» The task
Whenever a line below includes the word "Binary", copy that line.

*** Material supplied ***

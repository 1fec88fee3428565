//! In-process streaming document store.
//!
//! Holds named collections in memory and publishes a full snapshot to every
//! subscriber after each successful write. It backs [`CollectionServer`] and
//! doubles as the store used in tests: [`MemoryCollection::stats`] counts every
//! call it receives, and one-shot failures can be injected.
//!
//! Writes publish while holding the collection's write lock, and subscribers
//! attach under the read lock, so every subscriber sees an unbroken,
//! in-order sequence of snapshots starting from the state at subscribe time.
//!
//! [`CollectionServer`]: crate::server::CollectionServer

use async_trait::async_trait;
use indexmap::IndexMap;
use std::collections::HashMap;
use std::sync::atomic::{AtomicU64, Ordering};
use std::sync::Mutex;
use tokio::sync::RwLock;

use contacts_core::{CollectionError, ContactDraft, ContactId, ContactRecord, Result};

use crate::broadcast::{notification_stream, BroadcastStats, SnapshotBroadcast};
use crate::remote::{Notification, RemoteCollection, Subscription};

/// Store configuration.
#[derive(Debug, Clone)]
pub struct MemoryConfig {
    /// Notifications buffered per subscriber before it is considered lagged
    pub broadcast_capacity: usize,
}

impl Default for MemoryConfig {
    fn default() -> Self {
        Self {
            broadcast_capacity: 256,
        }
    }
}

/// Call counters, one per operation kind.
#[derive(Debug, Clone, Default, PartialEq, Eq)]
pub struct StoreStats {
    pub subscribes: u64,
    pub gets: u64,
    pub creates: u64,
    pub updates: u64,
    pub deletes: u64,
    /// Snapshots published after writes (initial snapshots excluded)
    pub notifications: u64,
}

impl StoreStats {
    /// Calls that would have crossed the network.
    pub fn total_calls(&self) -> u64 {
        self.subscribes + self.gets + self.creates + self.updates + self.deletes
    }
}

struct AtomicStoreStats {
    subscribes: AtomicU64,
    gets: AtomicU64,
    creates: AtomicU64,
    updates: AtomicU64,
    deletes: AtomicU64,
    notifications: AtomicU64,
}

impl AtomicStoreStats {
    fn new() -> Self {
        Self {
            subscribes: AtomicU64::new(0),
            gets: AtomicU64::new(0),
            creates: AtomicU64::new(0),
            updates: AtomicU64::new(0),
            deletes: AtomicU64::new(0),
            notifications: AtomicU64::new(0),
        }
    }

    fn bump(counter: &AtomicU64) {
        counter.fetch_add(1, Ordering::Relaxed);
    }
}

/// One named collection: records in insertion order plus its fan-out.
struct CollectionState {
    records: IndexMap<ContactId, ContactRecord>,
    broadcast: SnapshotBroadcast,
    sequence: u64,
}

impl CollectionState {
    fn new(capacity: usize) -> Self {
        Self {
            records: IndexMap::new(),
            broadcast: SnapshotBroadcast::new(capacity),
            sequence: 0,
        }
    }

    fn snapshot(&self) -> Notification {
        Notification::new(self.sequence, self.records.values().cloned().collect())
    }

    /// Advance the sequence and fan the new state out.
    fn publish(&mut self) -> usize {
        self.sequence += 1;
        let notification = self.snapshot();
        self.broadcast.publish(notification)
    }
}

pub struct MemoryCollection {
    config: MemoryConfig,
    collections: RwLock<HashMap<String, CollectionState>>,
    stats: AtomicStoreStats,
    /// Returned by the next call instead of performing it
    injected_failure: Mutex<Option<CollectionError>>,
}

impl Default for MemoryCollection {
    fn default() -> Self {
        Self::new(MemoryConfig::default())
    }
}

impl MemoryCollection {
    pub fn new(config: MemoryConfig) -> Self {
        Self {
            config,
            collections: RwLock::new(HashMap::new()),
            stats: AtomicStoreStats::new(),
            injected_failure: Mutex::new(None),
        }
    }

    /// Pre-populate a collection without publishing or counting calls.
    pub async fn seed(&self, collection: &str, records: impl IntoIterator<Item = ContactRecord>) {
        let mut collections = self.collections.write().await;
        let state = collections
            .entry(collection.to_string())
            .or_insert_with(|| CollectionState::new(self.config.broadcast_capacity));
        for record in records {
            state.records.insert(record.id, record);
        }
    }

    /// Make the next call fail with `error` without touching any data.
    pub fn inject_failure(&self, error: CollectionError) {
        let mut slot = self
            .injected_failure
            .lock()
            .unwrap_or_else(|poisoned| poisoned.into_inner());
        *slot = Some(error);
    }

    fn take_injected_failure(&self) -> Result<()> {
        let mut slot = self
            .injected_failure
            .lock()
            .unwrap_or_else(|poisoned| poisoned.into_inner());
        match slot.take() {
            Some(error) => Err(error),
            None => Ok(()),
        }
    }

    /// Terminate every live subscription on `collection` with a transport
    /// error. Returns how many subscribers were dropped.
    pub async fn disconnect_subscribers(&self, collection: &str) -> usize {
        let mut collections = self.collections.write().await;
        match collections.get_mut(collection) {
            Some(state) => {
                let dropped = state.broadcast.disconnect_all();
                log::info!("Disconnected {dropped} subscribers from '{collection}'");
                dropped
            }
            None => 0,
        }
    }

    /// Current records of a collection, in insertion order.
    pub async fn records(&self, collection: &str) -> Vec<ContactRecord> {
        self.collections
            .read()
            .await
            .get(collection)
            .map(|state| state.records.values().cloned().collect())
            .unwrap_or_default()
    }

    pub async fn subscriber_count(&self, collection: &str) -> usize {
        self.collections
            .read()
            .await
            .get(collection)
            .map_or(0, |state| state.broadcast.subscriber_count())
    }

    pub async fn broadcast_stats(&self, collection: &str) -> Option<BroadcastStats> {
        self.collections
            .read()
            .await
            .get(collection)
            .map(|state| state.broadcast.stats())
    }

    /// Lock-free snapshot of the call counters.
    pub fn stats(&self) -> StoreStats {
        StoreStats {
            subscribes: self.stats.subscribes.load(Ordering::Relaxed),
            gets: self.stats.gets.load(Ordering::Relaxed),
            creates: self.stats.creates.load(Ordering::Relaxed),
            updates: self.stats.updates.load(Ordering::Relaxed),
            deletes: self.stats.deletes.load(Ordering::Relaxed),
            notifications: self.stats.notifications.load(Ordering::Relaxed),
        }
    }

    pub fn config(&self) -> &MemoryConfig {
        &self.config
    }

    fn published(&self, collection: &str, state: &mut CollectionState) {
        let receivers = state.publish();
        AtomicStoreStats::bump(&self.stats.notifications);
        log::debug!(
            "Published '{collection}' #{} ({} records) to {receivers} subscribers",
            state.sequence,
            state.records.len()
        );
    }
}

#[async_trait]
impl RemoteCollection for MemoryCollection {
    async fn subscribe(&self, collection: &str) -> Result<Subscription> {
        AtomicStoreStats::bump(&self.stats.subscribes);
        self.take_injected_failure()?;

        // Fast path: read lock
        {
            let collections = self.collections.read().await;
            if let Some(state) = collections.get(collection) {
                let rx = state.broadcast.subscribe();
                let initial = state.snapshot();
                return Ok(Subscription::new(collection, notification_stream(initial, rx)));
            }
        }

        // Slow path: write lock to create an empty collection
        let mut collections = self.collections.write().await;
        let state = collections
            .entry(collection.to_string())
            .or_insert_with(|| CollectionState::new(self.config.broadcast_capacity));
        let rx = state.broadcast.subscribe();
        let initial = state.snapshot();
        Ok(Subscription::new(collection, notification_stream(initial, rx)))
    }

    async fn get(&self, collection: &str, id: ContactId) -> Result<ContactRecord> {
        AtomicStoreStats::bump(&self.stats.gets);
        self.take_injected_failure()?;

        self.collections
            .read()
            .await
            .get(collection)
            .and_then(|state| state.records.get(&id).cloned())
            .ok_or(CollectionError::NotFound(id))
    }

    async fn create(&self, collection: &str, draft: ContactDraft) -> Result<ContactId> {
        AtomicStoreStats::bump(&self.stats.creates);
        self.take_injected_failure()?;

        let mut collections = self.collections.write().await;
        let state = collections
            .entry(collection.to_string())
            .or_insert_with(|| CollectionState::new(self.config.broadcast_capacity));

        let id = ContactId::new();
        state.records.insert(id, ContactRecord::from_draft(id, draft));
        self.published(collection, state);
        Ok(id)
    }

    async fn update(&self, collection: &str, id: ContactId, patch: ContactDraft) -> Result<()> {
        AtomicStoreStats::bump(&self.stats.updates);
        self.take_injected_failure()?;

        let mut collections = self.collections.write().await;
        let state = collections
            .get_mut(collection)
            .ok_or(CollectionError::NotFound(id))?;
        let record = state
            .records
            .get_mut(&id)
            .ok_or(CollectionError::NotFound(id))?;
        record.apply(&patch);
        self.published(collection, state);
        Ok(())
    }

    async fn delete(&self, collection: &str, id: ContactId) -> Result<()> {
        AtomicStoreStats::bump(&self.stats.deletes);
        self.take_injected_failure()?;

        let mut collections = self.collections.write().await;
        let state = collections
            .get_mut(collection)
            .ok_or(CollectionError::NotFound(id))?;
        // shift_remove keeps the remaining records in insertion order
        if state.records.shift_remove(&id).is_none() {
            return Err(CollectionError::NotFound(id));
        }
        self.published(collection, state);
        Ok(())
    }
}
impl RemoteClient {
    pub fn new(config: ClientConfig) -> Self {
        Self {
            config,
            shared: Arc::new(Shared {
                state: RwLock::new(ConnectionState::Disconnected),
                routes: Mutex::new(Routes::default()),
                next_request_id: AtomicU64::new(1),
            }),
            outgoing_tx: None,
            tasks: Vec::new(),
        }
    }

    /// Client for `url` with default timeouts.
    pub fn with_url(url: impl Into<String>) -> Self {
        Self::new(ClientConfig {
            url: url.into(),
            ..ClientConfig::default()
        })
    }

    /// Connect to the server.
    ///
    /// Spawns background tasks for reading/writing WebSocket messages.
    pub async fn connect(&mut self) -> std::result::Result<(), ProtocolError> {
        if *self.shared.state.read().await == ConnectionState::Connected {
            return Ok(());
        }
        self.abort_tasks();
        *self.shared.state.write().await = ConnectionState::Connecting;

        let ws_stream = match tokio_tungstenite::connect_async(self.config.url.as_str()).await {
            Ok((ws_stream, _)) => ws_stream,
            Err(e) => {
                log::warn!("Failed to connect to {}: {e}", self.config.url);
                *self.shared.state.write().await = ConnectionState::Disconnected;
                return Err(ProtocolError::ConnectionClosed);
            }
        };
        let (mut ws_writer, mut ws_reader) = ws_stream.split();

        let (out_tx, mut out_rx) = mpsc::channel::<Vec<u8>>(self.config.queue_capacity.max(1));
        self.outgoing_tx = Some(out_tx);
        self.shared.routes().open = true;

        // Writer task: forward outgoing channel to WebSocket
        let writer = tokio::spawn(async move {
            while let Some(data) = out_rx.recv().await {
                if ws_writer.send(Message::Binary(data.into())).await.is_err() {
                    break;
                }
            }
            let _ = ws_writer.close().await;
        });

        // Reader task: route incoming frames to requests and subscriptions
        let shared = self.shared.clone();
        let reader = tokio::spawn(async move {
            let reason = loop {
                match ws_reader.next().await {
                    Some(Ok(Message::Binary(data))) => {
                        let bytes: Vec<u8> = data.into();
                        match CollectionMessage::decode(&bytes) {
                            Ok(msg) => shared.route(msg),
                            Err(e) => log::warn!("Failed to decode server message: {e}"),
                        }
                    }
                    Some(Ok(Message::Close(_))) | None => break "closed by server".to_string(),
                    Some(Err(e)) => break e.to_string(),
                    _ => {}
                }
            };
            shared.fail_all(&reason).await;
        });

        self.tasks = vec![writer, reader];
        *self.shared.state.write().await = ConnectionState::Connected;
        log::info!("Connected to {}", self.config.url);
        Ok(())
    }

    /// Drop the connection. In-flight requests and live subscriptions fail
    /// with `Transport`.
    pub async fn disconnect(&mut self) {
        self.abort_tasks();
        self.outgoing_tx = None;
        self.shared.fail_all("disconnected by client").await;
        log::info!("Disconnected from {}", self.config.url);
    }

    fn abort_tasks(&mut self) {
        for task in self.tasks.drain(..) {
            task.abort();
        }
    }

    /// Get the current connection state.
    pub async fn connection_state(&self) -> ConnectionState {
        *self.shared.state.read().await
    }

    pub fn config(&self) -> &ClientConfig {
        &self.config
    }

    /// Get the server URL.
    pub fn server_url(&self) -> &str {
        &self.config.url
    }

    /// Number of requests awaiting a response.
    pub fn pending_requests(&self) -> usize {
        self.shared.routes().pending.len()
    }

    /// Number of subscriptions currently routed by this client.
    pub fn active_subscriptions(&self) -> usize {
        self.shared.routes().subscriptions.len()
    }

    fn next_request_id(&self) -> u64 {
        self.shared.next_request_id.fetch_add(1, Ordering::Relaxed)
    }

    fn outgoing(&self) -> std::result::Result<&mpsc::Sender<Vec<u8>>, ProtocolError> {
        self.outgoing_tx.as_ref().ok_or(ProtocolError::ConnectionClosed)
    }

    /// Send a request and wait for the response with the same id.
    ///
    /// `Failed` responses are returned as the error they carry.
    async fn request(&self, msg: CollectionMessage) -> Result<CollectionMessage> {
        let request_id = msg
            .request_id()
            .ok_or_else(|| ProtocolError::UnexpectedResponse(format!("{msg:?} is not a request")))?;
        let encoded = msg.encode()?;
        let tx = self.outgoing()?;

        let (resp_tx, resp_rx) = oneshot::channel();
        {
            let mut routes = self.shared.routes();
            if !routes.open {
                return Err(ProtocolError::ConnectionClosed.into());
            }
            routes.pending.insert(request_id, resp_tx);
        }
        let _guard = PendingGuard {
            shared: &self.shared,
            request_id,
        };
        if tx.send(encoded).await.is_err() {
            return Err(ProtocolError::ConnectionClosed.into());
        }

        let timeout = Duration::from_secs(self.config.request_timeout_secs);
        match tokio::time::timeout(timeout, resp_rx).await {
            Ok(Ok(CollectionMessage::Failed { error, .. })) => Err(error),
            Ok(Ok(response)) => Ok(response),
            Ok(Err(_)) => Err(ProtocolError::ConnectionClosed.into()),
            Err(_) => {
                log::warn!("Request #{request_id} timed out after {timeout:?}");
                Err(ProtocolError::Timeout.into())
            }
        }
    }
}
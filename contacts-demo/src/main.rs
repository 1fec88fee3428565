//! Contacts demo: one server, one client, one live contact list.
//!
//! Starts a `CollectionServer` over an in-memory store, connects a
//! `RemoteClient` to it and drives a `ContactsSession` through a short
//! script of writes and query edits, printing every published view.
//!
//! `CONTACTS_BIND_ADDR` overrides the listen address (default
//! `127.0.0.1:0`, an ephemeral port). Set `RUST_LOG=debug` to follow the
//! sync traffic.

mod table;

use log::info;
use std::sync::Arc;
use std::time::Duration;

use contacts_core::{ContactDraft, SortField};
use contacts_sync::{
    ClientConfig, CollectionServer, ContactsSession, RemoteClient, RemoteCollection,
    ServerConfig, SessionConfig, SessionView,
};

type BoxError = Box<dyn std::error::Error + Send + Sync>;

const DEFAULT_BIND_ADDR: &str = "127.0.0.1:0";

/// Wait for the next published view, giving up quietly after a second.
async fn next_view(rx: &mut tokio::sync::watch::Receiver<SessionView>) -> SessionView {
    let _ = tokio::time::timeout(Duration::from_secs(1), rx.changed()).await;
    rx.borrow_and_update().clone()
}

fn show(step: &str, published: &SessionView) {
    println!("\n── {step} (generation {})", published.generation);
    println!("{}", table::render(published));
    match serde_json::to_string(&published.summary) {
        Ok(json) => log::debug!("summary: {json}"),
        Err(e) => log::warn!("Failed to encode summary: {e}"),
    }
}

#[tokio::main]
async fn main() -> Result<(), BoxError> {
    env_logger::Builder::from_env(env_logger::Env::default().default_filter_or("info")).init();

    info!("Starting contacts demo...");

    let bind_addr =
        std::env::var("CONTACTS_BIND_ADDR").unwrap_or_else(|_| DEFAULT_BIND_ADDR.to_string());
    let server = Arc::new(CollectionServer::in_memory(ServerConfig {
        bind_addr,
        ..ServerConfig::default()
    }));
    let listener = server.bind().await?;
    let addr = listener.local_addr()?;
    let serving = server.clone();
    tokio::spawn(async move {
        if let Err(e) = serving.serve(listener).await {
            log::error!("Server stopped: {e}");
        }
    });

    let mut client = RemoteClient::new(ClientConfig {
        url: format!("ws://{addr}"),
        ..ClientConfig::default()
    });
    client.connect().await?;
    let remote: Arc<dyn RemoteCollection> = Arc::new(client);

    let mut session = ContactsSession::new(
        remote,
        SessionConfig {
            page_size: 2,
            ..SessionConfig::default()
        },
    )?;
    let mut views = session.watch();
    session.start_sync().await?;
    show("initial snapshot", &next_view(&mut views).await);

    for (name, company, role) in [
        ("Ann", "Acme", "PM"),
        ("Bo", "Zen", "Eng"),
        ("Cy", "", ""),
        ("Dee", "Acme", "Eng"),
    ] {
        session.create(ContactDraft::new(name, company, role)).await?;
        show(&format!("created {name}"), &next_view(&mut views).await);
    }

    if let Err(e) = session.create(ContactDraft::new("   ", "Nobody", "")).await {
        println!("\n── rejected blank name: {e}");
    }

    session.next_page();
    show("next page", &session.view());

    session.set_search_term("acme");
    show("search \"acme\"", &session.view());

    session.set_search_term("");
    session.set_role_filter("Eng");
    session.set_sort_field(SortField::Company);
    session.toggle_sort_order();
    show("role Eng, company descending", &session.view());

    let first = session.view().view.records.first().map(|r| r.id);
    if let Some(id) = first {
        // Query edits above already published; wait for the store's answer
        let _ = views.borrow_and_update();
        session.remove(id).await?;
        show("removed first Eng contact", &next_view(&mut views).await);
        if let Err(e) = session.remove(id).await {
            println!("\n── second remove: {e}");
        }
    }

    let summary = session.view().summary;
    println!("\n── role distribution");
    for (role, count) in &summary.role_distribution {
        println!("{role:<10} {count}");
    }

    session.stop_sync().await;
    info!("Server handled {} messages", server.stats().await.total_messages);
    Ok(())
}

*** End of Material supplied ***

» Solution to this exercise
                if ws_writer.send(Message::Binary(data.into())).await.is_err() {
                    Some(Ok(Message::Binary(data))) => {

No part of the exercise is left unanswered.